[Excerpts from a dataset]
■ ■ ■ ■ ■

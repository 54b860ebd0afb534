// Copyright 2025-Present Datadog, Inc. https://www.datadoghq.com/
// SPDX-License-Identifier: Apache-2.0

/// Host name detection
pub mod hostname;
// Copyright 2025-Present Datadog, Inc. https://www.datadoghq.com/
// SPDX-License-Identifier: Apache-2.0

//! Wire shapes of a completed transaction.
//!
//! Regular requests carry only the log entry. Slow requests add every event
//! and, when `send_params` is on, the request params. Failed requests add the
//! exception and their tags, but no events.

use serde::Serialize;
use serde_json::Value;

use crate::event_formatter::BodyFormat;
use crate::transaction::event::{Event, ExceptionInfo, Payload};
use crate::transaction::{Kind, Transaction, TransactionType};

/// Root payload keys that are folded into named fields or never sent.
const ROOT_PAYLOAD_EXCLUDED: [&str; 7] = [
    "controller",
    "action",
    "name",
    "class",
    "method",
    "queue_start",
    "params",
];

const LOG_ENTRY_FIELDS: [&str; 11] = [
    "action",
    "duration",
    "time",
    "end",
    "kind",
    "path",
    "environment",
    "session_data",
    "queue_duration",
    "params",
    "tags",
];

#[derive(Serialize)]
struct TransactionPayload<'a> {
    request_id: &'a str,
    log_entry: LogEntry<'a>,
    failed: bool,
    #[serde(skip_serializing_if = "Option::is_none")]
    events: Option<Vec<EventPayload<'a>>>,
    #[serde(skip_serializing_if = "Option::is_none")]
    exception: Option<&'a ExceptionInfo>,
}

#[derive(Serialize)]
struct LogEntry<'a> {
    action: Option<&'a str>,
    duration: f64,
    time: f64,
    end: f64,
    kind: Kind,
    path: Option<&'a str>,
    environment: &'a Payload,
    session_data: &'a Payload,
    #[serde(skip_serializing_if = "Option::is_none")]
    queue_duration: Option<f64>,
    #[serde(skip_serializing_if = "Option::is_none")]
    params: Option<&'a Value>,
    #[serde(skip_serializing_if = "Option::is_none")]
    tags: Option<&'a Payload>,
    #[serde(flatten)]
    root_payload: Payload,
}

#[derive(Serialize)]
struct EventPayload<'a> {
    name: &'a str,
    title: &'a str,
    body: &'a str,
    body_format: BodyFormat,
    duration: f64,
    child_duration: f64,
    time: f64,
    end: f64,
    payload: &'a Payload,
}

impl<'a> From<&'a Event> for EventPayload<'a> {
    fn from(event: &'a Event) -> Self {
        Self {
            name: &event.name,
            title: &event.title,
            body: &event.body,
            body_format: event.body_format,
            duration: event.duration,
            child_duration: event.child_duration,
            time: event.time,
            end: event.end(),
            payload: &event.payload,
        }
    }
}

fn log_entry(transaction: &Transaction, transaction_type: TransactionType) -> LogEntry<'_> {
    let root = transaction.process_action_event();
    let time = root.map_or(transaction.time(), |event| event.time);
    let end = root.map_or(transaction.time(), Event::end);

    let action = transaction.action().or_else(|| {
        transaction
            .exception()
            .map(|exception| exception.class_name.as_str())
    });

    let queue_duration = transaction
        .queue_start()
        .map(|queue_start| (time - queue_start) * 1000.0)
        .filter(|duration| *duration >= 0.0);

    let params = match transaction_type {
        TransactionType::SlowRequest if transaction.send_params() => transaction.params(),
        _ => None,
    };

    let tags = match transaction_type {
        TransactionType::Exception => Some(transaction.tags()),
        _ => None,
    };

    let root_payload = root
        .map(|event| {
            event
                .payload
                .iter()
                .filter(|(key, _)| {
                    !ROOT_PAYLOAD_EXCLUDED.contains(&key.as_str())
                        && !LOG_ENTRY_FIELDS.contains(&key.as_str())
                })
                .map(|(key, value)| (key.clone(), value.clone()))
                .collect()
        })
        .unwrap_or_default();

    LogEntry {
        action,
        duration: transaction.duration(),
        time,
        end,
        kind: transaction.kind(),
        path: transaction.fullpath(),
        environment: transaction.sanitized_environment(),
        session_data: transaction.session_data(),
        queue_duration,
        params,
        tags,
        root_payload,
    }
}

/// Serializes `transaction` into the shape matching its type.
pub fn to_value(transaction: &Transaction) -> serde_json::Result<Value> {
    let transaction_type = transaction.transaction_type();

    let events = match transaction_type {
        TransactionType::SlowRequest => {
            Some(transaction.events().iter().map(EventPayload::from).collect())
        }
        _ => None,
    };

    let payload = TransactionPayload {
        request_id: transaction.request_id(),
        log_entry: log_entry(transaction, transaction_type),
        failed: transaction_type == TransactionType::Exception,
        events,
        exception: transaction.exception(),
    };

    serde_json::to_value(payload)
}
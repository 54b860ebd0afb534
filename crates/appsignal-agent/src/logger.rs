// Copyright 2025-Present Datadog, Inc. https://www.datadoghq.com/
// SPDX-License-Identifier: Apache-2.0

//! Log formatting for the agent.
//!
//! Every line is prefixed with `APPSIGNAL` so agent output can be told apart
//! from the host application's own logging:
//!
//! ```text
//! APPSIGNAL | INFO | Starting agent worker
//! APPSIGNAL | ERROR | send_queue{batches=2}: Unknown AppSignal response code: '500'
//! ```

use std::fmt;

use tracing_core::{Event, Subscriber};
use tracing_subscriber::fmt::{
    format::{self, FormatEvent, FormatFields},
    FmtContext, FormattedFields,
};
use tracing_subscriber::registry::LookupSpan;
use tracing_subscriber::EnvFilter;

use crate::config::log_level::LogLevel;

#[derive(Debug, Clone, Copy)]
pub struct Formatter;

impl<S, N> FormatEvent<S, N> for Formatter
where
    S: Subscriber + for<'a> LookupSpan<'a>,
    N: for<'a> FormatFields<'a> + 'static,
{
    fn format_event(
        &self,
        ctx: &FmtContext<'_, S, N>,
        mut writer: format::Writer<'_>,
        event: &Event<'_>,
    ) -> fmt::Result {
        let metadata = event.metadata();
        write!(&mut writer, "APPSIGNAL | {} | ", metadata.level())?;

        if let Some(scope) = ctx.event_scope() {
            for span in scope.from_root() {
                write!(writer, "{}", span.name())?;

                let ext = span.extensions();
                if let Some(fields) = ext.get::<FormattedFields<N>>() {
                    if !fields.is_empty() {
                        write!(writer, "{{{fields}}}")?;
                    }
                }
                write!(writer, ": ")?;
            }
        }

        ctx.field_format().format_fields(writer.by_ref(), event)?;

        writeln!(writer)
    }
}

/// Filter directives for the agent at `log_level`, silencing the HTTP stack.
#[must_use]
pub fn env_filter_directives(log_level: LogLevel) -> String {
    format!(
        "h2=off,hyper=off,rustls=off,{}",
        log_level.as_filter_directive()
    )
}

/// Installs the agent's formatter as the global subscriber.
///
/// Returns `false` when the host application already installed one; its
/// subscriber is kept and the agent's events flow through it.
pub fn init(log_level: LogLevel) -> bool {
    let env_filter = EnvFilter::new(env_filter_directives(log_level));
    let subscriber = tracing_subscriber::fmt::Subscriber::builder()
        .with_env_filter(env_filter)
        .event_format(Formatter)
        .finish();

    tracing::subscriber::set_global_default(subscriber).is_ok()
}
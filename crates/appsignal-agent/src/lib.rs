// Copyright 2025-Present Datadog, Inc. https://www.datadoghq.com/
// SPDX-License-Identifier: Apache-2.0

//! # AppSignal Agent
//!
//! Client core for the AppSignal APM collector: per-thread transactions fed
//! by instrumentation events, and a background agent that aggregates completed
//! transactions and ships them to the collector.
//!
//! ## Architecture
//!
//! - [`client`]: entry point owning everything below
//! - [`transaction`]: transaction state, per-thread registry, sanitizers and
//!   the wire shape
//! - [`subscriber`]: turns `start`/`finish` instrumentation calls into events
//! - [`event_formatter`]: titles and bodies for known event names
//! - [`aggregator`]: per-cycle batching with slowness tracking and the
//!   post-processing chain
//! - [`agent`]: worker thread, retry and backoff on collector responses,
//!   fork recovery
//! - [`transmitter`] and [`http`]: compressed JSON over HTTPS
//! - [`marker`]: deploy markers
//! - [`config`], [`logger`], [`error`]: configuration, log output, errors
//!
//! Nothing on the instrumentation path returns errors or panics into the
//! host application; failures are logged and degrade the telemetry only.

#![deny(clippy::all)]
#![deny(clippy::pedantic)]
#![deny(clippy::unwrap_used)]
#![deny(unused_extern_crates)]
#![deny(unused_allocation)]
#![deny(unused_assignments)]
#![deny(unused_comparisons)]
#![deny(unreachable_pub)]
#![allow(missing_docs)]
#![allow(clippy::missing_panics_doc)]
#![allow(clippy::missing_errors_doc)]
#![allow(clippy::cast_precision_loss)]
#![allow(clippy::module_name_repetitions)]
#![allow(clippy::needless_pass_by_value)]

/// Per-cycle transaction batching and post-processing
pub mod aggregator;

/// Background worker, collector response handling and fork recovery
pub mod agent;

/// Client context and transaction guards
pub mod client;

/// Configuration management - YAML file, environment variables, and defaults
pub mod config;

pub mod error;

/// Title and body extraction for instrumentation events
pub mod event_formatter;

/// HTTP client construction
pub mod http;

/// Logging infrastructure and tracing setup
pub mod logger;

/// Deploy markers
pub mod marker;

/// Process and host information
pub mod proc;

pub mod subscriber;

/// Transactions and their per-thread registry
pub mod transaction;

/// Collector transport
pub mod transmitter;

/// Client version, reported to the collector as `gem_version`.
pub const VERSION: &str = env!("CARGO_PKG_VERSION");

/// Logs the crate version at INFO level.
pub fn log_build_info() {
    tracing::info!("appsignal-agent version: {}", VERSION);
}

■ ■ ■ ■ ■

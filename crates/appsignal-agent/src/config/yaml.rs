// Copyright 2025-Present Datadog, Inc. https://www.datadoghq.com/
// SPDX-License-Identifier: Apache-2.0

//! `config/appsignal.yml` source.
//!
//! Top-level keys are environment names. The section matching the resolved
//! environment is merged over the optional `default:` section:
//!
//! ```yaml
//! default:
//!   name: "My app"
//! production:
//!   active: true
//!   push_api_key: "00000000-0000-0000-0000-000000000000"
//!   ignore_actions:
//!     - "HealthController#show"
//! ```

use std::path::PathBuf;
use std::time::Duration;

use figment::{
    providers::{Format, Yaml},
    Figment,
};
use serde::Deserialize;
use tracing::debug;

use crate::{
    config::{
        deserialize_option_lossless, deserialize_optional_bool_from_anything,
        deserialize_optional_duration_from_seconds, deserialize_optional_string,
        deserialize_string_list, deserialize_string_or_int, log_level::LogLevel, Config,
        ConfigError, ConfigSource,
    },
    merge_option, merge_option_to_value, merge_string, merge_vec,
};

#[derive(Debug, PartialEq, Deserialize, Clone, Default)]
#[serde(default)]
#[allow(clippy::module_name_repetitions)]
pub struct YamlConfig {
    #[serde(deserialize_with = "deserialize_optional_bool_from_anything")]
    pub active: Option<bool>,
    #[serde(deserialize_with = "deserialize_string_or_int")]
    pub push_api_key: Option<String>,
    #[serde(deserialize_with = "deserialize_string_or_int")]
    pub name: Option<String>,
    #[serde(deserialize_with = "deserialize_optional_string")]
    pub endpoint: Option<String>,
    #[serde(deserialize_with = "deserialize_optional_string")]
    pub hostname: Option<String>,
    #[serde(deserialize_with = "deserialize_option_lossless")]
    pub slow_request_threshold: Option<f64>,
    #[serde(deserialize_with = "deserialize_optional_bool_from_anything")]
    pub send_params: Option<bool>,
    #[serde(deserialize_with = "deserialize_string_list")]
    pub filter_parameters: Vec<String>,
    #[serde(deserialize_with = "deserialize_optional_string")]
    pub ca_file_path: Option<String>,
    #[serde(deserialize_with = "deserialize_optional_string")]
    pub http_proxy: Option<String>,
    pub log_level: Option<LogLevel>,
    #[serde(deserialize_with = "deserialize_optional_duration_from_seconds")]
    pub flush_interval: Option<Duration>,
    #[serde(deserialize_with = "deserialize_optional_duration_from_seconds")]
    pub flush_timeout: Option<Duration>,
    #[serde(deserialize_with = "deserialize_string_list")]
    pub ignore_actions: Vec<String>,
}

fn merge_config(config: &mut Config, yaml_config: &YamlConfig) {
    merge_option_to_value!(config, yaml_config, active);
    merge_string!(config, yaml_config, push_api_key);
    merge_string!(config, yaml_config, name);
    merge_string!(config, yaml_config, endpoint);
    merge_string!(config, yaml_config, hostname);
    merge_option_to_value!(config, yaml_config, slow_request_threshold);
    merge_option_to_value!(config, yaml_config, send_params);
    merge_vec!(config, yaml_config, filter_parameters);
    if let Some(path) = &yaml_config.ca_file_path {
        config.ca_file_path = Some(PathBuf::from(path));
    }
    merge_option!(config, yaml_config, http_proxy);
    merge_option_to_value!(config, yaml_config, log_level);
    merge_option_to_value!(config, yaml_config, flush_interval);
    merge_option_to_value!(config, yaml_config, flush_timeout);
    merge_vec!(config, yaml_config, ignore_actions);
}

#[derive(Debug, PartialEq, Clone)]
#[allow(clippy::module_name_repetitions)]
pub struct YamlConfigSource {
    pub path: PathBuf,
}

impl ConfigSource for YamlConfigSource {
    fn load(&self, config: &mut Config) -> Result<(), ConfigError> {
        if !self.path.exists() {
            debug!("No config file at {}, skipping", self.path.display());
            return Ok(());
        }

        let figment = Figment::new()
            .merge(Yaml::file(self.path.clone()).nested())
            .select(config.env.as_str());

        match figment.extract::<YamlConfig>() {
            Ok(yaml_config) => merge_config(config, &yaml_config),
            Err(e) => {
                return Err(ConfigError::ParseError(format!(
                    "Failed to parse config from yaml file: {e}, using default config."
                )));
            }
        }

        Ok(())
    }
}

■ ■ ■ ■ ■

● YOUR ASSIGNMENT
Copy every line of the data that holds the string "Some".

● RESPONSE AREA
        TransactionType::Exception => Some(transaction.tags()),
            Some(transaction.events().iter().map(EventPayload::from).collect())
        if let Some(scope) = ctx.event_scope() {
                if let Some(fields) = ext.get::<FormattedFields<N>>() {
    if let Some(path) = &yaml_config.ca_file_path {
        config.ca_file_path = Some(PathBuf::from(path));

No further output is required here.